Entries must be copied exactly, with nothing left out.
#####
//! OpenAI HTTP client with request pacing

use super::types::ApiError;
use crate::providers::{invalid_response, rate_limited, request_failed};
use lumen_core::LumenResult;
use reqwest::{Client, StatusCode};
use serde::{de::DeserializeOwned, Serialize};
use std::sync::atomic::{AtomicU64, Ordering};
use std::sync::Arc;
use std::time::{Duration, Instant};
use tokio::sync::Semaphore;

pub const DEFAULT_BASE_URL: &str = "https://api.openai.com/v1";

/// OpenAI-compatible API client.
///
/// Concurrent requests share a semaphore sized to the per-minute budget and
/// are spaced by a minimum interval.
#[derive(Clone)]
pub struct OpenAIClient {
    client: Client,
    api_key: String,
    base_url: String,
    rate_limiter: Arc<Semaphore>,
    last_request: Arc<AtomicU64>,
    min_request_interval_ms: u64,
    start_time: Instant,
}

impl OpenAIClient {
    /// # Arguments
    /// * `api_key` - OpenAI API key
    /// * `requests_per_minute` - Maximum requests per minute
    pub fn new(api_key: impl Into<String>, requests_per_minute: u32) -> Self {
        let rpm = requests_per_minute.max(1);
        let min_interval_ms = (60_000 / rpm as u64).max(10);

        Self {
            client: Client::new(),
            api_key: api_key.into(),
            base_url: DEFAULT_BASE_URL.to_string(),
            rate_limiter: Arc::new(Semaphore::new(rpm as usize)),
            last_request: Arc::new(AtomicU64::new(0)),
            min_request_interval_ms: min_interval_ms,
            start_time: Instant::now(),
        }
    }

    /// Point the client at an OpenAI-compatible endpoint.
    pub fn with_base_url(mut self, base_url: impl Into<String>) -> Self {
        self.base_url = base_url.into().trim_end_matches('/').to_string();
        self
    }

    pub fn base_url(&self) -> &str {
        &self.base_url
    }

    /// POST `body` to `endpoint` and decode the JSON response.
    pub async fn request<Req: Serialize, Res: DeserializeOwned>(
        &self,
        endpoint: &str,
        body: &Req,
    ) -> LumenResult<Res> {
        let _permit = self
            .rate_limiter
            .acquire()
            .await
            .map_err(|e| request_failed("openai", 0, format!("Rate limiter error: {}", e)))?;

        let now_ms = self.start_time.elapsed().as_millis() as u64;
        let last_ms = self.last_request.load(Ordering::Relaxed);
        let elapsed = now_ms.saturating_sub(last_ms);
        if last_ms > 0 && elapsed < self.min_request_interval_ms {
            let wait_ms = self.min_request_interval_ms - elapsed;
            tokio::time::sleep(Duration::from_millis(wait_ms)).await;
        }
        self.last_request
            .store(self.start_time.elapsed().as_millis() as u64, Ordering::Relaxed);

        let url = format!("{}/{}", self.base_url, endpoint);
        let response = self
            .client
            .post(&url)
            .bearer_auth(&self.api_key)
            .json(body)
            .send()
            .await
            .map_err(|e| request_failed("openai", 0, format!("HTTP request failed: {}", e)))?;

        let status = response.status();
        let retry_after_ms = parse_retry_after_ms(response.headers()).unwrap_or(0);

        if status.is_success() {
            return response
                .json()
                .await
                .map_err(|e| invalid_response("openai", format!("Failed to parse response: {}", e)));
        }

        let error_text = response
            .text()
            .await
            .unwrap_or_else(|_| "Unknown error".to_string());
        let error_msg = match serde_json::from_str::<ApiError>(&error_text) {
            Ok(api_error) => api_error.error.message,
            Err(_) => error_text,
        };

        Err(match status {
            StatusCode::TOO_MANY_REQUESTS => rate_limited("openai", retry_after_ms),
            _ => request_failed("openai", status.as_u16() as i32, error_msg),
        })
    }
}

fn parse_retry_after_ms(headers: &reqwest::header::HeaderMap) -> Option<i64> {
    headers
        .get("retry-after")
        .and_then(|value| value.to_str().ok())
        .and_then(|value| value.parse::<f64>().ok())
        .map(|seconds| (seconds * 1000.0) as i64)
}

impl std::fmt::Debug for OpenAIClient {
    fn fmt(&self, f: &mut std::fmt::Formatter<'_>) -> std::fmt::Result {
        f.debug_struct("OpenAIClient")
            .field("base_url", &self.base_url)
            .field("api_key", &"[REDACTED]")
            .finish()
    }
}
#####
__Written answer__:
//! OpenAI HTTP client with request pacing

use super::types::ApiError;
use crate::providers::{invalid_response, rate_limited, request_failed};
use lumen_core::LumenResult;
use reqwest::{Client, StatusCode};
use serde::{de::DeserializeOwned, Serialize};
use std::sync::atomic::{AtomicU64, Ordering};
use std::sync::Arc;
use std::time::{Duration, Instant};
use tokio::sync::Semaphore;

pub const DEFAULT_BASE_URL: &str = "https://api.openai.com/v1";

/// OpenAI-compatible API client.
///
/// Concurrent requests share a semaphore sized to the per-minute budget and
/// are spaced by a minimum interval.
#[derive(Clone)]
pub struct OpenAIClient {
    client: Client,
    api_key: String,
    base_url: String,
    rate_limiter: Arc<Semaphore>,
    last_request: Arc<AtomicU64>,
    min_request_interval_ms: u64,
    start_time: Instant,
}

impl OpenAIClient {
    /// # Arguments
    /// * `api_key` - OpenAI API key
    /// * `requests_per_minute` - Maximum requests per minute
    pub fn new(api_key: impl Into<String>, requests_per_minute: u32) -> Self {
        let rpm = requests_per_minute.max(1);
        let min_interval_ms = (60_000 / rpm as u64).max(10);

        Self {
            client: Client::new(),
            api_key: api_key.into(),
            base_url: DEFAULT_BASE_URL.to_string(),
            rate_limiter: Arc::new(Semaphore::new(rpm as usize)),
            last_request: Arc::new(AtomicU64::new(0)),
            min_request_interval_ms: min_interval_ms,
            start_time: Instant::now(),
        }
    }

    /// Point the client at an OpenAI-compatible endpoint.
    pub fn with_base_url(mut self, base_url: impl Into<String>) -> Self {
        self.base_url = base_url.into().trim_end_matches('/').to_string();
        self
    }

    pub fn base_url(&self) -> &str {
        &self.base_url
    }

    /// POST `body` to `endpoint` and decode the JSON response.
    pub async fn request<Req: Serialize, Res: DeserializeOwned>(
        &self,
        endpoint: &str,
        body: &Req,
    ) -> LumenResult<Res> {
        let _permit = self
            .rate_limiter
            .acquire()
            .await
            .map_err(|e| request_failed("openai", 0, format!("Rate limiter error: {}", e)))?;

        let now_ms = self.start_time.elapsed().as_millis() as u64;
        let last_ms = self.last_request.load(Ordering::Relaxed);
        let elapsed = now_ms.saturating_sub(last_ms);
        if last_ms > 0 && elapsed < self.min_request_interval_ms {
            let wait_ms = self.min_request_interval_ms - elapsed;
            tokio::time::sleep(Duration::from_millis(wait_ms)).await;
        }
        self.last_request
            .store(self.start_time.elapsed().as_millis() as u64, Ordering::Relaxed);

        let url = format!("{}/{}", self.base_url, endpoint);
        let response = self
            .client
            .post(&url)
            .bearer_auth(&self.api_key)
            .json(body)
            .send()
            .await
            .map_err(|e| request_failed("openai", 0, format!("HTTP request failed: {}", e)))?;

        let status = response.status();
        let retry_after_ms = parse_retry_after_ms(response.headers()).unwrap_or(0);

        if status.is_success() {
            return response
                .json()
                .await
                .map_err(|e| invalid_response("openai", format!("Failed to parse response: {}", e)));
        }

        let error_text = response
            .text()
            .await
            .unwrap_or_else(|_| "Unknown error".to_string());
        let error_msg = match serde_json::from_str::<ApiError>(&error_text) {
            Ok(api_error) => api_error.error.message,
            Err(_) => error_text,
        };

        Err(match status {
            StatusCode::TOO_MANY_REQUESTS => rate_limited("openai", retry_after_ms),
            _ => request_failed("openai", status.as_u16() as i32, error_msg),
        })
    }
}

fn parse_retry_after_ms(headers: &reqwest::header::HeaderMap) -> Option<i64> {
    headers
        .get("retry-after")
        .and_then(|value| value.to_str().ok())
        .and_then(|value| value.parse::<f64>().ok())
        .map(|seconds| (seconds * 1000.0) as i64)
}

impl std::fmt::Debug for OpenAIClient {
    fn fmt(&self, f: &mut std::fmt::Formatter<'_>) -> std::fmt::Result {
        f.debug_struct("OpenAIClient")
            .field("base_url", &self.base_url)
            .field("api_key", &"[REDACTED]")
            .finish()
    }
}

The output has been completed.